_PROBLEM DESCRIPTION_
Return the entire listing, word for word.

_SOURCE DATA_
=-=-=
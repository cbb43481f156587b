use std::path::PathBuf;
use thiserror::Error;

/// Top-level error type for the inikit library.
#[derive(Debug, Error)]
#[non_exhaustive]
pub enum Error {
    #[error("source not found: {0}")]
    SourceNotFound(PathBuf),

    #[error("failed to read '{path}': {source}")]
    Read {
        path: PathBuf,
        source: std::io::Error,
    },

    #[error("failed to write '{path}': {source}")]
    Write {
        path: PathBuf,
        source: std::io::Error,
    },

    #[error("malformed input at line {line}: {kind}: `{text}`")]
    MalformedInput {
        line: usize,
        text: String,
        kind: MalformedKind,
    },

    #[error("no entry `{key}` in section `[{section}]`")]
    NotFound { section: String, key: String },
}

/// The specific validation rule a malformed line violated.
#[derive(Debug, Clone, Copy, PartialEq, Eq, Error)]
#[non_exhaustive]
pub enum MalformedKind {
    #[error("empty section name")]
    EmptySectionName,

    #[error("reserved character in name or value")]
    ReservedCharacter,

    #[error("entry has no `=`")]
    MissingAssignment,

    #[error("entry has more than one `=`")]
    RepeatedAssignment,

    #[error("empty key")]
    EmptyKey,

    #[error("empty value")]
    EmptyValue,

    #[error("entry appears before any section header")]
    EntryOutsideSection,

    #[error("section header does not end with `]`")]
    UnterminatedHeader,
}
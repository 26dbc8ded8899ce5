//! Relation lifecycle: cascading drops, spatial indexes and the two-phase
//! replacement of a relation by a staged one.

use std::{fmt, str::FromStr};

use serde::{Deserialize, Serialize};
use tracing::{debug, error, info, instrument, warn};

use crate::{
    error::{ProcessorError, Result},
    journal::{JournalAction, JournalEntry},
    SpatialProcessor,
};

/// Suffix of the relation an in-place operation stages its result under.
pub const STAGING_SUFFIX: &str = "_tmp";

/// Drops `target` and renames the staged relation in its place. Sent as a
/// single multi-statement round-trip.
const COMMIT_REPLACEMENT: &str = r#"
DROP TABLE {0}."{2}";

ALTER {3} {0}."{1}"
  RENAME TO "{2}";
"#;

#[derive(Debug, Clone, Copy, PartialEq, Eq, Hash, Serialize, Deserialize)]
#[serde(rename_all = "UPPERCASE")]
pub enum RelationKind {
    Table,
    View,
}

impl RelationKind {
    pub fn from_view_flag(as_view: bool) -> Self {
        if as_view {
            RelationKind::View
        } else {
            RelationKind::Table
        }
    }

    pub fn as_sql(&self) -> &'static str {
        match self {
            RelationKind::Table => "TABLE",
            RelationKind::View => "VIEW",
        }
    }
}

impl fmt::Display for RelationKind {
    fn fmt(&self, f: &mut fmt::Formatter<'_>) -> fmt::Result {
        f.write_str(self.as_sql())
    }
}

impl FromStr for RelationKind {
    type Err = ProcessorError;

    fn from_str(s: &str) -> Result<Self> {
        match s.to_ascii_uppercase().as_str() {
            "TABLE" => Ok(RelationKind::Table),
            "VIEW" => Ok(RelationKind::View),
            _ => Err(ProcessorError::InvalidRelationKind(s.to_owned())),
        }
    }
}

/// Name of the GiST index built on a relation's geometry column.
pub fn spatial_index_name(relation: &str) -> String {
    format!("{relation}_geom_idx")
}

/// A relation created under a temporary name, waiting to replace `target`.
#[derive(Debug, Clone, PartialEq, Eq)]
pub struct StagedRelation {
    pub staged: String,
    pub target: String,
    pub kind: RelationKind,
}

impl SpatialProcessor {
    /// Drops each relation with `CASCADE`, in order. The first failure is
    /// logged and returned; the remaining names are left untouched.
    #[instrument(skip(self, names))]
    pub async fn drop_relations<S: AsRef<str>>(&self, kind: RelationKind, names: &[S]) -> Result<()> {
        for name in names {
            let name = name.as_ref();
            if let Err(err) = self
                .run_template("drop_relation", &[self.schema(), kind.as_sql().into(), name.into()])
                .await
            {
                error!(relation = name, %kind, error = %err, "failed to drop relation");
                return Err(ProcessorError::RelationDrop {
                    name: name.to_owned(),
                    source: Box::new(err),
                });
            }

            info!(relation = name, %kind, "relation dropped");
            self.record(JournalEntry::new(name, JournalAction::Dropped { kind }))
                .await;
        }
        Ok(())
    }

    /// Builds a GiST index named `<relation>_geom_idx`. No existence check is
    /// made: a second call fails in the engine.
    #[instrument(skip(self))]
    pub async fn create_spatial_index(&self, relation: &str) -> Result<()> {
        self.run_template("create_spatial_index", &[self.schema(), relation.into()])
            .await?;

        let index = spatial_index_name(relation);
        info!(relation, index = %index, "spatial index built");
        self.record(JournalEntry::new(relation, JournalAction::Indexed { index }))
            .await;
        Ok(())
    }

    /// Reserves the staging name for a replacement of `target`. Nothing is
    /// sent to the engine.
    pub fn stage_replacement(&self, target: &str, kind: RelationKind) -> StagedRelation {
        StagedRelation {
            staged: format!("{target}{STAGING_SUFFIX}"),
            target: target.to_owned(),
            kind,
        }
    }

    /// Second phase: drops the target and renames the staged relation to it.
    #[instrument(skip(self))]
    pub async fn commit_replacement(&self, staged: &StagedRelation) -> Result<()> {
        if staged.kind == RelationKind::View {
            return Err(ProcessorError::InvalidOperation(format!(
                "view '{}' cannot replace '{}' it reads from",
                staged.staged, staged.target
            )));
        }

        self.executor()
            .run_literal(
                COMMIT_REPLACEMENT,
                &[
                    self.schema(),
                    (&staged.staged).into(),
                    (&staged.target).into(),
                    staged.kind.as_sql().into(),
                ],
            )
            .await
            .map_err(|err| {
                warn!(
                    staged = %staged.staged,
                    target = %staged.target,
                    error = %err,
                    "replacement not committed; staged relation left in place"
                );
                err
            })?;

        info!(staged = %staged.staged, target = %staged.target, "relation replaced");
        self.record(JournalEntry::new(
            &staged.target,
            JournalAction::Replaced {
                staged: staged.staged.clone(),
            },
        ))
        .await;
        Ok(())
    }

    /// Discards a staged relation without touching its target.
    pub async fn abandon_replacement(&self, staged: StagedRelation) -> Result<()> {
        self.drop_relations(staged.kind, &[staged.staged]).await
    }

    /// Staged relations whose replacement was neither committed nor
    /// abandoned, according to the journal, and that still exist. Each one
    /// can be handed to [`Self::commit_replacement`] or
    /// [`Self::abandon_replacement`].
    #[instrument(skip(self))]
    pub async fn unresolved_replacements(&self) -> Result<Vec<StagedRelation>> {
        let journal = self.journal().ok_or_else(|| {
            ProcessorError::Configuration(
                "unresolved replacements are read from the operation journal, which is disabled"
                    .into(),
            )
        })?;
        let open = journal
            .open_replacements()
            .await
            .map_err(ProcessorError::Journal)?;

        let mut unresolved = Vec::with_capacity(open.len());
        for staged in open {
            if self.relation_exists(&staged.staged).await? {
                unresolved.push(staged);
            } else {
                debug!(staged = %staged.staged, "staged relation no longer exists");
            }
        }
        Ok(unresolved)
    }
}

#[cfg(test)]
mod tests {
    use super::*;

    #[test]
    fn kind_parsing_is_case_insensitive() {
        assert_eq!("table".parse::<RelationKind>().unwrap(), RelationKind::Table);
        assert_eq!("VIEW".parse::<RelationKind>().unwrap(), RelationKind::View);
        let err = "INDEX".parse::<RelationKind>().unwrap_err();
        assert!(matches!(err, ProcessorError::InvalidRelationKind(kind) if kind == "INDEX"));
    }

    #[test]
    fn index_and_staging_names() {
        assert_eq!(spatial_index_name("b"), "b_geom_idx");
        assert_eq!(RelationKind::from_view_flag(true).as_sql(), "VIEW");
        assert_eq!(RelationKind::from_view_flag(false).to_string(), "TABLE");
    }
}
=-=-=
_SOLVED PROBLEM_
repository cbb43481f156587b
use std::path::PathBuf;
use thiserror::Error;

/// Top-level error type for the inikit library.
#[derive(Debug, Error)]
#[non_exhaustive]
pub enum Error {
    #[error("source not found: {0}")]
    SourceNotFound(PathBuf),

    #[error("failed to read '{path}': {source}")]
    Read {
        path: PathBuf,
        source: std::io::Error,
    },

    #[error("failed to write '{path}': {source}")]
    Write {
        path: PathBuf,
        source: std::io::Error,
    },

    #[error("malformed input at line {line}: {kind}: `{text}`")]
    MalformedInput {
        line: usize,
        text: String,
        kind: MalformedKind,
    },

    #[error("no entry `{key}` in section `[{section}]`")]
    NotFound { section: String, key: String },
}

/// The specific validation rule a malformed line violated.
#[derive(Debug, Clone, Copy, PartialEq, Eq, Error)]
#[non_exhaustive]
pub enum MalformedKind {
    #[error("empty section name")]
    EmptySectionName,

    #[error("reserved character in name or value")]
    ReservedCharacter,

    #[error("entry has no `=`")]
    MissingAssignment,

    #[error("entry has more than one `=`")]
    RepeatedAssignment,

    #[error("empty key")]
    EmptyKey,

    #[error("empty value")]
    EmptyValue,

    #[error("entry appears before any section header")]
    EntryOutsideSection,

    #[error("section header does not end with `]`")]
    UnterminatedHeader,
}
repository 26dbc8ded8899ce5
//! Relation lifecycle: cascading drops, spatial indexes and the two-phase
//! replacement of a relation by a staged one.

use std::{fmt, str::FromStr};

use serde::{Deserialize, Serialize};
use tracing::{debug, error, info, instrument, warn};

use crate::{
    error::{ProcessorError, Result},
    journal::{JournalAction, JournalEntry},
    SpatialProcessor,
};

/// Suffix of the relation an in-place operation stages its result under.
pub const STAGING_SUFFIX: &str = "_tmp";

/// Drops `target` and renames the staged relation in its place. Sent as a
/// single multi-statement round-trip.
const COMMIT_REPLACEMENT: &str = r#"
DROP TABLE {0}."{2}";

ALTER {3} {0}."{1}"
  RENAME TO "{2}";
"#;

#[derive(Debug, Clone, Copy, PartialEq, Eq, Hash, Serialize, Deserialize)]
#[serde(rename_all = "UPPERCASE")]
pub enum RelationKind {
    Table,
    View,
}

impl RelationKind {
    pub fn from_view_flag(as_view: bool) -> Self {
        if as_view {
            RelationKind::View
        } else {
            RelationKind::Table
        }
    }

    pub fn as_sql(&self) -> &'static str {
        match self {
            RelationKind::Table => "TABLE",
            RelationKind::View => "VIEW",
        }
    }
}

impl fmt::Display for RelationKind {
    fn fmt(&self, f: &mut fmt::Formatter<'_>) -> fmt::Result {
        f.write_str(self.as_sql())
    }
}

impl FromStr for RelationKind {
    type Err = ProcessorError;

    fn from_str(s: &str) -> Result<Self> {
        match s.to_ascii_uppercase().as_str() {
            "TABLE" => Ok(RelationKind::Table),
            "VIEW" => Ok(RelationKind::View),
            _ => Err(ProcessorError::InvalidRelationKind(s.to_owned())),
        }
    }
}

/// Name of the GiST index built on a relation's geometry column.
pub fn spatial_index_name(relation: &str) -> String {
    format!("{relation}_geom_idx")
}

/// A relation created under a temporary name, waiting to replace `target`.
#[derive(Debug, Clone, PartialEq, Eq)]
pub struct StagedRelation {
    pub staged: String,
    pub target: String,
    pub kind: RelationKind,
}

impl SpatialProcessor {
    /// Drops each relation with `CASCADE`, in order. The first failure is
    /// logged and returned; the remaining names are left untouched.
    #[instrument(skip(self, names))]
    pub async fn drop_relations<S: AsRef<str>>(&self, kind: RelationKind, names: &[S]) -> Result<()> {
        for name in names {
            let name = name.as_ref();
            if let Err(err) = self
                .run_template("drop_relation", &[self.schema(), kind.as_sql().into(), name.into()])
                .await
            {
                error!(relation = name, %kind, error = %err, "failed to drop relation");
                return Err(ProcessorError::RelationDrop {
                    name: name.to_owned(),
                    source: Box::new(err),
                });
            }

            info!(relation = name, %kind, "relation dropped");
            self.record(JournalEntry::new(name, JournalAction::Dropped { kind }))
                .await;
        }
        Ok(())
    }

    /// Builds a GiST index named `<relation>_geom_idx`. No existence check is
    /// made: a second call fails in the engine.
    #[instrument(skip(self))]
    pub async fn create_spatial_index(&self, relation: &str) -> Result<()> {
        self.run_template("create_spatial_index", &[self.schema(), relation.into()])
            .await?;

        let index = spatial_index_name(relation);
        info!(relation, index = %index, "spatial index built");
        self.record(JournalEntry::new(relation, JournalAction::Indexed { index }))
            .await;
        Ok(())
    }

    /// Reserves the staging name for a replacement of `target`. Nothing is
    /// sent to the engine.
    pub fn stage_replacement(&self, target: &str, kind: RelationKind) -> StagedRelation {
        StagedRelation {
            staged: format!("{target}{STAGING_SUFFIX}"),
            target: target.to_owned(),
            kind,
        }
    }

    /// Second phase: drops the target and renames the staged relation to it.
    #[instrument(skip(self))]
    pub async fn commit_replacement(&self, staged: &StagedRelation) -> Result<()> {
        if staged.kind == RelationKind::View {
            return Err(ProcessorError::InvalidOperation(format!(
                "view '{}' cannot replace '{}' it reads from",
                staged.staged, staged.target
            )));
        }

        self.executor()
            .run_literal(
                COMMIT_REPLACEMENT,
                &[
                    self.schema(),
                    (&staged.staged).into(),
                    (&staged.target).into(),
                    staged.kind.as_sql().into(),
                ],
            )
            .await
            .map_err(|err| {
                warn!(
                    staged = %staged.staged,
                    target = %staged.target,
                    error = %err,
                    "replacement not committed; staged relation left in place"
                );
                err
            })?;

        info!(staged = %staged.staged, target = %staged.target, "relation replaced");
        self.record(JournalEntry::new(
            &staged.target,
            JournalAction::Replaced {
                staged: staged.staged.clone(),
            },
        ))
        .await;
        Ok(())
    }

    /// Discards a staged relation without touching its target.
    pub async fn abandon_replacement(&self, staged: StagedRelation) -> Result<()> {
        self.drop_relations(staged.kind, &[staged.staged]).await
    }

    /// Staged relations whose replacement was neither committed nor
    /// abandoned, according to the journal, and that still exist. Each one
    /// can be handed to [`Self::commit_replacement`] or
    /// [`Self::abandon_replacement`].
    #[instrument(skip(self))]
    pub async fn unresolved_replacements(&self) -> Result<Vec<StagedRelation>> {
        let journal = self.journal().ok_or_else(|| {
            ProcessorError::Configuration(
                "unresolved replacements are read from the operation journal, which is disabled"
                    .into(),
            )
        })?;
        let open = journal
            .open_replacements()
            .await
            .map_err(ProcessorError::Journal)?;

        let mut unresolved = Vec::with_capacity(open.len());
        for staged in open {
            if self.relation_exists(&staged.staged).await? {
                unresolved.push(staged);
            } else {
                debug!(staged = %staged.staged, "staged relation no longer exists");
            }
        }
        Ok(unresolved)
    }
}

#[cfg(test)]
mod tests {
    use super::*;

    #[test]
    fn kind_parsing_is_case_insensitive() {
        assert_eq!("table".parse::<RelationKind>().unwrap(), RelationKind::Table);
        assert_eq!("VIEW".parse::<RelationKind>().unwrap(), RelationKind::View);
        let err = "INDEX".parse::<RelationKind>().unwrap_err();
        assert!(matches!(err, ProcessorError::InvalidRelationKind(kind) if kind == "INDEX"));
    }

    #[test]
    fn index_and_staging_names() {
        assert_eq!(spatial_index_name("b"), "b_geom_idx");
        assert_eq!(RelationKind::from_view_flag(true).as_sql(), "VIEW");
        assert_eq!(RelationKind::from_view_flag(false).to_string(), "TABLE");
    }
}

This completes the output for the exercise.